At present, it is the determination of this design group that a 7 ton geothermal heat pump unit manufactured and installed by TRANE best fits the needs of The Home Depot Smart Home. Geothermal heat pumps operate using the principle that the ground temperature below the frost line remains at nearly constant temperature throughout the year. The heat pump uses the differences between the this constant temperature and the temperature within the building to either transfer energy from the house to the ground (cooling mode) or transfer energy from the ground to the building (heating mode). The TRANE unit chosen combines a true geothermal heat pump with a conventional system.
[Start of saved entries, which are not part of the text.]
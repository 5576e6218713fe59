//! UI widgets: canvas plus the chrome around it.

pub mod actions;
pub mod canvas;
pub mod file_dialogs;
pub mod header;
pub mod sidebar;
pub mod status;

pub use actions::ActionQueue;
The entire unit is reported to be three times as efficient as a full conventional system of similar capacity. In addition to being made efficient by the geothermal loop, the TRANE unit’s efficiency is increased by having multiple compressors so that it can effectively meet different load requirements. Another important characteristic of the TRANE geothermal heat pump is that waste heat from the compressors can be used to heat water which can then be stored in a hot water tank for use in showers and dishwashers. If possible, a horizontal loop system should be used instead of a vertical loop due to the inaccessibility of the vertical loop once it has been installed.
In addition to the three subsystems that for the HVAC system for The Home Depot Smart Home, there is in reality a fourth subsystem which is still in the conceptual phase of design. This subsystem refers to the control of the HVAC system. The concept of this subsystem is to develop a logic whereby the central computer for the building evaluates the environmental conditions in each of the rooms as well as the outdoors and makes decisions as to the movement and circulation of the different volumes of air. The building would have the ability to open windows, close shades, and also move air effectively.
In order to successfully meet the objectives of the building with regards to efficient energy use, the architectural design must be created with these systems in mind. This team believes that it is an incorrect approach to design the building first and then fit systems to the house. Because the success of many of these systems depends on the orientation and geometry of the building, ignoring these factors may result in rendering certain systems ineffective. This team believes that the correct approach is to design a building that is itself an energy efficient system rather than one that contains systems that are efficient. This distinction may appear to be subtle, however, failing to recognize the differences can result in the loss of major opportunities.
The success of passive solar and wind (used for ventilation and cooling) are dependent on the design of the building to be effective systems.